(Shedskin is an experimental (restricted) Python-to-C++ compiler.)
After releasing 0.4 I received a link to a blog post comparing PyPy, Unladen Swallow and Psyco for a set of over 100 project euler solutions. Of course, I decided to ask the author for the source code of these solutions, to have a go with Shedskin. It turned out to be a great test set for spotting performance flaws, and it even convinced me to add 64-bit integer support (shedskin -l), though I'm still not sure how generally useful that is.
Out of 204 solutions in total, I was able to get 131 to compile and run correctly (using the new 64-bit support), at a total of about 5,000 lines (sloccount). In some cases, I had to work around a Shedskin limitation, such as that mixing None and integers or nested functions are not allowed, but these were all very simple changes. While in many cases, it would have been easy to optimize things for Shedskin, I didn't make a single change other than to get things to compile. The other 73 solutions either needed arbitrary-precision arithmetic or use some unsupported module (mostly 'gmpy', whatever that is).
After optimizing Shedskin here and there (though only in generally useful ways, nothing really specific to these tests), I compared the run-time of Shedskin with that of Psyco on these 131 solutions. The graph below shows the relative speedup of Shedskin versus Psyco, taking the shortest time of three runs for each. Shedskin is faster in 109 cases out of 131, and if we take the cumulative time (730 versus 1330 seconds), 45% faster in total. Many of the 22 cases where Psyco wins deal with dictionaries, and I think Shedskin could also win most of these with a better dict implementation (any volunteers?).
A reason why the results may be somewhat flattering for Shedskin, is that quite a few solutions run in only a fraction of a second, and Psyco may suffer from a longer startup time (though I wouldn't know). On the other hand, many of the solutions are quite memory-intensive and spend a lot of time in the python builtins, so Shedskin often doesn't get a chance to shine. I think with a few manual changes to the solutions, many would run much faster using both Psyco and Shedskin, but with a larger speedup for Shedskin.
Unfortunately, Project Euler being semi-competitive and all, I cannot share the solutions. But I will mail the timings for each solution to the discussion group. Anyway, here's the setup I used to calculate the graph:
- shedskin -l (SVN 2010-5-1)
- g++ 4.4.3 -O3 -fprofile-generate/use -march=native -mtune=native -fomit-frame-pointer
- q9550s CPU
- each solution is run three times with Psyco, then three times with Shedskin, with a time.sleep(2) after each run
- the fastest time for each is taken.
So again, if anyone would be interested in rewriting the dict implementation, based on the CPython code (instead of relaying to the STL), that would be great. FFAO did this before for the set implementation, and that helped a lot.
6 comments:
Hi Mark,
I think you've graphed these results in a slightly misleading way (only "slightly" because I think your results *do* basically support your conclusion).
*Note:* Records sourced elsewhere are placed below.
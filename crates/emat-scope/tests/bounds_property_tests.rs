use emat_scope::{Domain, ScalarValue, Scope, ScopeFormatError};
use proptest::prelude::*;

fn float_scope(min: f64, max: f64, default: f64) -> String {
    format!(
        "scope:\n  name: P\n  desc: property\ninputs:\n  x:\n    ptype: uncertainty\n    dtype: float\n    default: {default:?}\n    min: {min:?}\n    max: {max:?}\noutputs:\n  y:\n    kind: info\n"
    )
}

fn int_scope(min: i64, max: i64, default: i64) -> String {
    format!(
        "scope:\n  name: P\n  desc: property\ninputs:\n  n:\n    ptype: policy lever\n    dtype: int\n    default: {default}\n    min: {min}\n    max: {max}\noutputs:\n  y:\n    kind: info\n"
    )
}

fn cat_scope(values: &[String], default: &str) -> String {
    let list = values.join(", ");
    format!(
        "scope:\n  name: P\n  desc: property\ninputs:\n  c:\n    ptype: policy lever\n    dtype: cat\n    default: {default}\n    values: [{list}]\noutputs:\n  y:\n    kind: info\n"
    )
}

fn category() -> impl Strategy<Value = String> {
    // Prefixed so no generated value reads as a YAML bool or null.
    proptest::string::string_regex("v_[a-z]{1,8}").unwrap()
}

fn categories() -> impl Strategy<Value = Vec<String>> {
    proptest::collection::btree_set(category(), 1..6).prop_map(|s| s.into_iter().collect())
}

proptest! {
    #![proptest_config(ProptestConfig::with_cases(256))]

    #[test]
    fn float_default_within_bounds_is_accepted(
        min in -1000.0f64..1000.0,
        width in 0.0f64..100.0,
        frac in 0.0f64..=1.0,
    ) {
        let max = min + width;
        let default = min + frac * width;
        let scope = Scope::from_yaml_str(&float_scope(min, max, default)).expect("parse");
        let x = scope.parameter("x").expect("x");
        prop_assert_eq!(&x.domain, &Domain::Float { min: Some(min), max: Some(max) });
        prop_assert_eq!(x.default.clone(), Some(ScalarValue::Float(default)));
    }

    #[test]
    fn float_default_above_max_is_rejected(
        min in -1000.0f64..1000.0,
        width in 0.0f64..100.0,
        excess in 1.0f64..100.0,
    ) {
        let max = min + width;
        let err = Scope::from_yaml_str(&float_scope(min, max, max + excess)).expect_err("should fail");
        let is_out_of_range = matches!(err, ScopeFormatError::OutOfRange { .. });
        prop_assert!(is_out_of_range, "err={}", err);
    }

    #[test]
    fn int_default_must_lie_in_bounds(
        min in -10_000i64..10_000,
        width in 0i64..500,
        offset in -600i64..600,
    ) {
        let max = min + width;
        let default = min + offset;
        let result = Scope::from_yaml_str(&int_scope(min, max, default));
        let in_range = default >= min && default <= max;
        prop_assert_eq!(result.is_ok(), in_range);
    }

    #[test]
    fn categorical_default_must_be_a_listed_value(
        values in categories(),
        pick in any::<prop::sample::Index>(),
        outsider in category(),
    ) {
        let default = values[pick.index(values.len())].clone();
        prop_assert!(Scope::from_yaml_str(&cat_scope(&values, &default)).is_ok());

        let listed = values.contains(&outsider);
        let result = Scope::from_yaml_str(&cat_scope(&values, &outsider));
        prop_assert_eq!(result.is_ok(), listed);
    }
}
By plotting psyco time over shedskin time, you've maximized the visual impact of the results that are favorable to shedskin and minimized the visual impact of results favorable to psyco. If you plot the reciprocal (shedskin over psyco) I think you'll see what I mean - the resulting graph will be a lot less spectacular.
A better way to plot these results would graph a datapoint where psyco is 2x faster than shedskin and a datapoint where shedskin is 2x faster than psyco at equal distances from a visual baseline, rather than putting the former only half as far from the baseline as the latter as your graph here does.
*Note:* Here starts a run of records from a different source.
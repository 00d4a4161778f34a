//! Canonical YAML dump of a `Scope`.
//!
//! Keys are emitted in a fixed order and variables keep their document
//! order, so `parse(dump(scope)) == scope` and re-dumping is idempotent.
//! Comments and blank lines of the source document are not preserved.

use std::collections::BTreeSet;
use std::fs::OpenOptions;
use std::io::Write;
use std::path::Path;

use serde_yaml::{Mapping, Value};

use crate::error::ScopeError;
use crate::measure::Measure;
use crate::parameter::{Distribution, Domain, Parameter, Peak};
use crate::scope::{Scope, DEFAULT_RANDOM_SEED};

#[derive(Debug, Clone, Default)]
pub struct DumpOptions {
    /// Drop `transform` from every measure.
    pub strip_measure_transforms: bool,
    /// When set, only measures named here are written.
    pub include_measures: Option<BTreeSet<String>>,
    /// When set, measures named here are skipped.
    pub exclude_measures: Option<BTreeSet<String>>,
}

impl DumpOptions {
    fn keeps(&self, measure: &str) -> bool {
        let included = self
            .include_measures
            .as_ref()
            .map(|set| set.contains(measure))
            .unwrap_or(true);
        let excluded = self
            .exclude_measures
            .as_ref()
            .map(|set| set.contains(measure))
            .unwrap_or(false);
        included && !excluded
    }
}

pub fn dump_scope(scope: &Scope, options: &DumpOptions) -> Result<String, ScopeError> {
    serde_yaml::to_string(&scope_to_yaml(scope, options)).map_err(ScopeError::Serialize)
}

/// Write the dump to a new file; an existing file is never overwritten.
pub fn dump_scope_to_file(
    scope: &Scope,
    path: impl AsRef<Path>,
    options: &DumpOptions,
) -> Result<(), ScopeError> {
    let path = path.as_ref();
    let text = dump_scope(scope, options)?;
    let mut file = OpenOptions::new()
        .write(true)
        .create_new(true)
        .open(path)
        .map_err(|source| {
            if source.kind() == std::io::ErrorKind::AlreadyExists {
                ScopeError::FileExists(path.to_path_buf())
            } else {
                ScopeError::Write {
                    path: path.to_path_buf(),
                    source,
                }
            }
        })?;
    file.write_all(text.as_bytes())
        .map_err(|source| ScopeError::Write {
            path: path.to_path_buf(),
            source,
        })?;
    tracing::debug!(path = %path.display(), scope = %scope.name(), "wrote scope dump");
    Ok(())
}

fn scope_to_yaml(scope: &Scope, options: &DumpOptions) -> Value {
    let mut header = Mapping::new();
    header.insert("name".into(), scope.name().into());
    header.insert("desc".into(), scope.desc().into());

    let mut root = Mapping::new();
    root.insert("scope".into(), Value::Mapping(header));
    if scope.random_seed() != DEFAULT_RANDOM_SEED {
        root.insert("random_seed".into(), scope.random_seed().into());
    }

    let mut inputs = Mapping::new();
    for p in scope.inputs() {
        inputs.insert(p.name.as_str().into(), parameter_to_yaml(p));
    }
    root.insert("inputs".into(), Value::Mapping(inputs));

    let mut outputs = Mapping::new();
    for m in scope.measures().iter().filter(|m| options.keeps(&m.name)) {
        outputs.insert(m.name.as_str().into(), measure_to_yaml(m, options));
    }
    root.insert("outputs".into(), Value::Mapping(outputs));

    Value::Mapping(root)
}

fn parameter_to_yaml(p: &Parameter) -> Value {
    let mut map = Mapping::new();
    map.insert("ptype".into(), p.kind.as_str().into());
    if let Some(desc) = &p.desc {
        map.insert("desc".into(), desc.as_str().into());
    }
    map.insert("dtype".into(), p.dtype().as_str().into());
    if let Some(default) = &p.default {
        map.insert("default".into(), default.to_yaml());
    }
    match &p.domain {
        Domain::Float { min, max } => {
            if let Some(lo) = min {
                map.insert("min".into(), (*lo).into());
            }
            if let Some(hi) = max {
                map.insert("max".into(), (*hi).into());
            }
        }
        Domain::Int { min, max } => {
            if let Some(lo) = min {
                map.insert("min".into(), (*lo).into());
            }
            if let Some(hi) = max {
                map.insert("max".into(), (*hi).into());
            }
        }
        Domain::Bool | Domain::Cat { .. } => {}
    }
    if let Some(dist) = &p.dist {
        map.insert("dist".into(), distribution_to_yaml(dist));
    }
    if let Some(corr) = &p.corr {
        let partners = corr.iter().map(|c| Value::from(c.as_str())).collect();
        map.insert("corr".into(), Value::Sequence(partners));
    }
    if let Domain::Cat { values } = &p.domain {
        if !values.is_empty() {
            let items = values.iter().map(|v| v.to_yaml()).collect();
            map.insert("values".into(), Value::Sequence(items));
        }
    }
    Value::Mapping(map)
}

/// Parameterless distributions collapse to their bare name.
fn distribution_to_yaml(dist: &Distribution) -> Value {
    let (peak, gamma) = match dist {
        Distribution::Constant | Distribution::Uniform => return dist.name().into(),
        Distribution::Triangle { peak } => (*peak, None),
        Distribution::Pert { peak, gamma } => (*peak, Some(*gamma)),
    };
    let mut map = Mapping::new();
    map.insert("name".into(), dist.name().into());
    match peak {
        Peak::Absolute(x) => map.insert("peak".into(), x.into()),
        Peak::Relative(r) => map.insert("rel_peak".into(), r.into()),
    };
    if let Some(gamma) = gamma {
        map.insert("gamma".into(), gamma.into());
    }
    Value::Mapping(map)
}

fn measure_to_yaml(m: &Measure, options: &DumpOptions) -> Value {
    let mut map = Mapping::new();
    map.insert("kind".into(), m.kind.as_str().into());
    if let Some(desc) = &m.desc {
        map.insert("desc".into(), desc.as_str().into());
    }
    if let Some(transform) = m.transform.filter(|_| !options.strip_measure_transforms) {
        map.insert("transform".into(), transform.as_str().into());
    }
    if let Some(metamodel_type) = &m.metamodel_type {
        map.insert("metamodeltype".into(), metamodel_type.as_str().into());
    }
    if let Some(lo) = m.min {
        map.insert("min".into(), lo.into());
    }
    if let Some(hi) = m.max {
        map.insert("max".into(), hi.into());
    }
    Value::Mapping(map)
}

#[cfg(test)]
mod tests {
    use super::*;

    const WITH_TRANSFORMS: &str = r#"
scope:
  name: Scaled
  desc: measures with log scaling
inputs:
  x:
    ptype: uncertainty
    dtype: float
    min: 0
    max: 1
    dist:
      name: triangle
      peak: 0.25
outputs:
  cost:
    kind: minimize
    transform: ln
    metamodeltype: log-linear
  benefit:
    kind: maximize
"#;

    #[test]
    fn keys_are_emitted_in_canonical_order() {
        let scope = Scope::from_yaml_str(WITH_TRANSFORMS).expect("parse");
        let text = dump_scope(&scope, &DumpOptions::default()).expect("dump");
        let scope_pos = text.find("scope:").expect("scope");
        let inputs_pos = text.find("inputs:").expect("inputs");
        let outputs_pos = text.find("outputs:").expect("outputs");
        assert!(scope_pos < inputs_pos && inputs_pos < outputs_pos, "{text}");

        let ptype_pos = text.find("ptype:").expect("ptype");
        let dtype_pos = text.find("dtype:").expect("dtype");
        let min_pos = text.find("min:").expect("min");
        let dist_pos = text.find("dist:").expect("dist");
        assert!(ptype_pos < dtype_pos && dtype_pos < min_pos && min_pos < dist_pos, "{text}");
        assert!(text.contains("peak: 0.25"), "{text}");
        assert!(!text.contains("random_seed"), "{text}");
    }

    #[test]
    fn strip_transforms_and_filter_measures() {
        let scope = Scope::from_yaml_str(WITH_TRANSFORMS).expect("parse");

        let stripped = dump_scope(
            &scope,
            &DumpOptions {
                strip_measure_transforms: true,
                ..Default::default()
            },
        )
        .expect("dump");
        assert!(!stripped.contains("transform"), "{stripped}");
        assert!(stripped.contains("metamodeltype: log-linear"), "{stripped}");

        let excluded = dump_scope(
            &scope,
            &DumpOptions {
                exclude_measures: Some(["cost".to_string()].into_iter().collect()),
                ..Default::default()
            },
        )
        .expect("dump");
        let reparsed = Scope::from_yaml_str(&excluded).expect("reparse");
        assert_eq!(reparsed.measure_names(), vec!["benefit"]);
    }

    #[test]
    fn dump_is_idempotent() {
        let scope = Scope::from_yaml_str(WITH_TRANSFORMS).expect("parse");
        let once = dump_scope(&scope, &DumpOptions::default()).expect("dump");
        let twice = dump_scope(
            &Scope::from_yaml_str(&once).expect("reparse"),
            &DumpOptions::default(),
        )
        .expect("dump");
        assert_eq!(once, twice);
    }

    #[test]
    fn dump_to_file_refuses_to_overwrite() {
        let scope = Scope::from_yaml_str(WITH_TRANSFORMS).expect("parse");
        let dir = tempfile::tempdir().expect("tempdir");
        let path = dir.path().join("scope.yaml");

        dump_scope_to_file(&scope, &path, &DumpOptions::default()).expect("first write");
        let reread = Scope::from_yaml_file(&path).expect("reread");
        assert_eq!(reread, scope);

        let err = dump_scope_to_file(&scope, &path, &DumpOptions::default())
            .expect_err("second write should fail");
        assert!(matches!(err, ScopeError::FileExists(_)), "err={err}");
    }
}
thanks. yeah, that would probably be better. but I think most people will be able to interpret the current graph just fine..
The 'gmpy' seems to be a "multiprecision arithmetic" (see http://gmpy.sourceforge.net/) with implementation both in C++ and in Python.
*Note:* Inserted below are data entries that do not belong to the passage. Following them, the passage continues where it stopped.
//! EMAT scope CLI
//!
//! Command-line interface for:
//! - Validating scope files (structure, bounds, categories)
//! - Printing human-readable summaries and variable name lists
//! - Writing canonical dumps (optionally filtering measures)
//! - Exporting effective defaults as JSON

use std::collections::BTreeSet;
use std::path::{Path, PathBuf};

use anyhow::{Context, Result};
use clap::{Parser, Subcommand, ValueEnum};
use colored::Colorize;
use tracing_subscriber::{layer::SubscriberExt, util::SubscriberInitExt};

use emat_scope::digest::scope_digest_v1;
use emat_scope::{dump_scope, dump_scope_to_file, DumpOptions, Scope};

mod report;

#[derive(Parser)]
#[command(name = "emat-scope")]
#[command(author, version, about = "EMAT scope definitions: validate, inspect, dump")]
struct Cli {
    /// Log at debug level (overridden by RUST_LOG)
    #[arg(short, long, global = true)]
    verbose: bool,
    #[command(subcommand)]
    command: Commands,
}

#[derive(Subcommand)]
enum Commands {
    /// Validate a scope file and print a summary
    Validate {
        /// Input scope YAML
        input: PathBuf,
        /// Emit the summary as JSON
        #[arg(long)]
        json: bool,
    },

    /// Print the multi-line scope summary
    Info {
        /// Input scope YAML
        input: PathBuf,
    },

    /// List variable names, one per line
    Names {
        /// Input scope YAML
        input: PathBuf,
        /// Which variables to list
        #[arg(long, value_enum, default_value_t = NameGroup::All)]
        group: NameGroup,
    },

    /// Write the canonical YAML dump
    Dump {
        /// Input scope YAML
        input: PathBuf,
        /// Output file (must not exist); stdout when omitted
        #[arg(short, long)]
        out: Option<PathBuf>,
        /// Drop measure transforms
        #[arg(long)]
        strip_transforms: bool,
        /// Only keep these measures (repeatable)
        #[arg(long = "include")]
        include: Vec<String>,
        /// Skip these measures (repeatable)
        #[arg(long = "exclude")]
        exclude: Vec<String>,
    },

    /// Print effective parameter defaults as a JSON object
    Defaults {
        /// Input scope YAML
        input: PathBuf,
    },
}

#[derive(Debug, Clone, Copy, PartialEq, Eq, ValueEnum)]
enum NameGroup {
    All,
    Parameters,
    Uncertainties,
    Levers,
    Constants,
    Measures,
}

fn init_tracing(verbose: bool) {
    let filter = if verbose { "debug" } else { "warn" };
    tracing_subscriber::registry()
        .with(
            tracing_subscriber::EnvFilter::try_from_default_env().unwrap_or_else(|_| filter.into()),
        )
        .with(
            tracing_subscriber::fmt::layer()
                .without_time()
                .with_writer(std::io::stderr),
        )
        .init();
}

fn main() -> Result<()> {
    let cli = Cli::parse();
    init_tracing(cli.verbose);

    match cli.command {
        Commands::Validate { input, json } => cmd_validate(&input, json),
        Commands::Info { input } => {
            let scope = load(&input)?;
            print!("{}", scope.info());
            Ok(())
        }
        Commands::Names { input, group } => cmd_names(&input, group),
        Commands::Dump {
            input,
            out,
            strip_transforms,
            include,
            exclude,
        } => cmd_dump(&input, out.as_deref(), strip_transforms, include, exclude),
        Commands::Defaults { input } => {
            let scope = load(&input)?;
            let defaults = report::effective_defaults(&scope);
            println!("{}", serde_json::to_string_pretty(&defaults)?);
            Ok(())
        }
    }
}

fn load(input: &Path) -> Result<Scope> {
    let scope = Scope::from_yaml_file(input)
        .with_context(|| format!("invalid scope file {}", input.display()))?;
    tracing::debug!(scope = %scope, "loaded");
    Ok(scope)
}

fn cmd_validate(input: &Path, json: bool) -> Result<()> {
    let scope = load(input)?;
    let digest = scope_digest_v1(&scope)?;

    if json {
        let summary = report::ScopeSummaryV1::new(&scope, digest);
        println!("{}", serde_json::to_string_pretty(&summary)?);
        return Ok(());
    }

    println!("{} {}", "Validating".green().bold(), input.display());
    println!("  Scope: {}", scope.name().cyan());
    println!("  Constants: {}", scope.constants().len());
    println!("  Uncertainties: {}", scope.uncertainties().len());
    println!("  Levers: {}", scope.levers().len());
    println!("  Measures: {}", scope.measures().len());
    println!("  Digest: {}", digest.yellow());
    println!("{}", "Valid.".green());
    Ok(())
}

fn cmd_names(input: &Path, group: NameGroup) -> Result<()> {
    let scope = load(input)?;
    let names = match group {
        NameGroup::All => scope.all_names(),
        NameGroup::Parameters => scope.parameter_names(),
        NameGroup::Uncertainties => scope.uncertainty_names(),
        NameGroup::Levers => scope.lever_names(),
        NameGroup::Constants => scope.constant_names(),
        NameGroup::Measures => scope.measure_names(),
    };
    for name in names {
        println!("{name}");
    }
    Ok(())
}

fn cmd_dump(
    input: &Path,
    out: Option<&Path>,
    strip_transforms: bool,
    include: Vec<String>,
    exclude: Vec<String>,
) -> Result<()> {
    let scope = load(input)?;
    let options = DumpOptions {
        strip_measure_transforms: strip_transforms,
        include_measures: (!include.is_empty()).then(|| include.into_iter().collect::<BTreeSet<_>>()),
        exclude_measures: (!exclude.is_empty()).then(|| exclude.into_iter().collect::<BTreeSet<_>>()),
    };

    match out {
        Some(path) => {
            dump_scope_to_file(&scope, path, &options)?;
            eprintln!("{} {}", "Wrote".green().bold(), path.display());
        }
        None => print!("{}", dump_scope(&scope, &options)?),
    }
    Ok(())
}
Which brings me to a question: Is it generally easier to make Shedskin support modules implemented in C++ or is Python better?
(My guess is "it depends"... :))
Could you redo the graph with a logarithmic scale? It would be much fairer.
sorry, I'm not interested in changing the graph, because it's perfectly clear IMO. if you'd like to make your own graph and blog about it, you can use the individual timings I posted to the discussion group.
@Togge, please _don't_ use the extremely ancient and obsolete version of gmpy that's on sourceforge -- www.gmpy.org is supposed to eventualy become the official site, and for the moment it points to the code.google.com very up-to-date repository. (sourceforge won't let me in any more so I've given up on closing that ancient project, for now).
Anyway, yes, gmpy is a general multiprecision library for Python using GMP, the Gnu Multiprecision Library (or alternatively MPIR in gmpy's recent versions).